> _Activity_
The line containing "(default: $PORTGATE_CONFIG or /etc/portgate/config.toml)" marks the end, so write out exactly every line from the top of the entries below through that one.

---+---

//! Command-line definitions and handlers
//!
//! Addresses are validated here, before they reach the access layer, which
//! trusts its callers on syntax.

use anyhow::Result;
use clap::{ArgAction, Parser, Subcommand};
use portgate_access::{AccessControl, AccessError, AddressAccess, FullAccessRule};
use serde::Serialize;
use std::fmt::Write as _;
use std::future::Future;
use std::net::Ipv4Addr;
use std::path::PathBuf;
use tracing::{info, warn};

use crate::config::PortgateConfig;
use crate::endpoints::ServiceEndpoints;

#[derive(Parser)]
#[command(name = "portgate", version)]
#[command(about = "Manage per-address ufw access to the RPC and Geyser ports")]
pub struct CommandLine {
    #[command(subcommand)]
    pub command: Commands,

    /// Configuration file (default: $PORTGATE_CONFIG or /etc/portgate/config.toml)
    #[arg(short, long, global = true)]
    pub config: Option<PathBuf>,

    /// Print results as JSON
    #[arg(long, global = true)]
    pub json: bool,

    /// Increase log verbosity (-v debug, -vv trace)
    #[arg(short, long, action = ArgAction::Count, global = true)]
    pub verbose: u8,
}

#[derive(Subcommand)]
pub enum Commands {
    /// List addresses with access to every target port
    List,
    /// Allow an address on every target port
    Grant { address: String },
    /// Remove an address from every target port
    Revoke { address: String },
    /// Allow an address on a single target port
    GrantPort { address: String, port: String },
    /// Remove an address from a single target port
    RevokePort { address: String, port: String },
    /// Show per-port access for an address
    Check { address: String },
    /// Show the public RPC and Geyser URLs
    Endpoints,
}

/// Accept dotted-quad IPv4 addresses only
pub fn validate_address(raw: &str) -> Result<String, AccessError> {
    let trimmed = raw.trim();
    trimmed
        .parse::<Ipv4Addr>()
        .map(|addr| addr.to_string())
        .map_err(|_| AccessError::InvalidAddress {
            address: trimmed.to_string(),
        })
}

pub async fn dispatch(
    command: &Commands,
    control: &AccessControl,
    config: &PortgateConfig,
    json: bool,
) -> Result<()> {
    match command {
        Commands::List => {
            if !control.targets().is_configured() {
                warn!("RPC_PORT and GEYSER_PORT must both be set to manage access");
            }
            let rules = control.reader.list_full_access_rules().await?;
            emit(json, rules.as_slice(), render_rules)
        }
        Commands::Grant { address } => {
            let address = validate_address(address)?;
            let access =
                change_then_check(control, &address, control.mutator.grant_full_access(&address))
                    .await?;
            info!("Granted full access to {address}");
            emit(json, &access, render_access)
        }
        Commands::Revoke { address } => {
            let address = validate_address(address)?;
            let access =
                change_then_check(control, &address, control.mutator.revoke_full_access(&address))
                    .await?;
            info!("Revoked full access from {address}");
            emit(json, &access, render_access)
        }
        Commands::GrantPort { address, port } => {
            let address = validate_address(address)?;
            let change = control.mutator.grant_single_port(&address, port.trim());
            let access = change_then_check(control, &address, change).await?;
            emit(json, &access, render_access)
        }
        Commands::RevokePort { address, port } => {
            let address = validate_address(address)?;
            let change = control.mutator.revoke_single_port(&address, port.trim());
            let access = change_then_check(control, &address, change).await?;
            emit(json, &access, render_access)
        }
        Commands::Check { address } => {
            let address = validate_address(address)?;
            let access = control.reader.check_address_access(&address).await?;
            emit(json, &access, render_access)
        }
        Commands::Endpoints => {
            let endpoints = ServiceEndpoints::from_config(&config.service);
            emit(json, &endpoints, render_endpoints)
        }
    }
}

/// Apply a firewall change, then read back the address's per-port state.
///
/// Multi-port changes are not rolled back, so when ufw fails part-way the
/// current state is re-read and logged before the error is returned.
async fn change_then_check<F>(
    control: &AccessControl,
    address: &str,
    change: F,
) -> Result<AddressAccess, AccessError>
where
    F: Future<Output = Result<(), AccessError>>,
{
    if let Err(e) = change.await {
        if matches!(e, AccessError::ExternalTool { .. }) {
            match control.reader.check_address_access(address).await {
                Ok(access) => warn!(
                    "Access for {address} after failed change: {}",
                    summarize(&access)
                ),
                Err(read_err) => warn!("Could not re-read access for {address}: {read_err}"),
            }
        }
        return Err(e);
    }
    control.reader.check_address_access(address).await
}

fn summarize(access: &AddressAccess) -> String {
    access
        .ports
        .iter()
        .map(|p| format!("{}={}", p.role, if p.granted { "allowed" } else { "not allowed" }))
        .collect::<Vec<_>>()
        .join(", ")
}

fn emit<T: Serialize + ?Sized>(json: bool, value: &T, render: fn(&T) -> String) -> Result<()> {
    if json {
        println!("{}", serde_json::to_string_pretty(value)?);
    } else {
        print!("{}", render(value));
    }
    Ok(())
}

fn render_rules(rules: &[FullAccessRule]) -> String {
    if rules.is_empty() {
        return "No addresses have full access\n".to_string();
    }

    let mut out = format!("{:<18} PORTS\n", "ADDRESS");
    for rule in rules {
        let _ = writeln!(out, "{:<18} {}", rule.address, rule.ports.join(", "));
    }
    out
}

fn render_access(access: &AddressAccess) -> String {
    let mut out = format!(
        "{} ({})\n",
        access.address,
        if access.full_access { "full access" } else { "no full access" }
    );
    for port in &access.ports {
        let _ = writeln!(
            out,
            "  {:<8} {:<6} {}",
            port.role,
            port.port,
            if port.granted { "allowed" } else { "not allowed" }
        );
    }
    out
}

fn render_endpoints(endpoints: &ServiceEndpoints) -> String {
    format!(
        "RPC:    {}\nGeyser: {}\n",
        endpoints.rpc_url, endpoints.geyser_url
    )
}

---+---

> _Output_
//! Command-line definitions and handlers
//!
//! Addresses are validated here, before they reach the access layer, which
//! trusts its callers on syntax.

use anyhow::Result;
use clap::{ArgAction, Parser, Subcommand};
use portgate_access::{AccessControl, AccessError, AddressAccess, FullAccessRule};
use serde::Serialize;
use std::fmt::Write as _;
use std::future::Future;
use std::net::Ipv4Addr;
use std::path::PathBuf;
use tracing::{info, warn};

use crate::config::PortgateConfig;
use crate::endpoints::ServiceEndpoints;

#[derive(Parser)]
#[command(name = "portgate", version)]
#[command(about = "Manage per-address ufw access to the RPC and Geyser ports")]
pub struct CommandLine {
    #[command(subcommand)]
    pub command: Commands,

    /// Configuration file (default: $PORTGATE_CONFIG or /etc/portgate/config.toml)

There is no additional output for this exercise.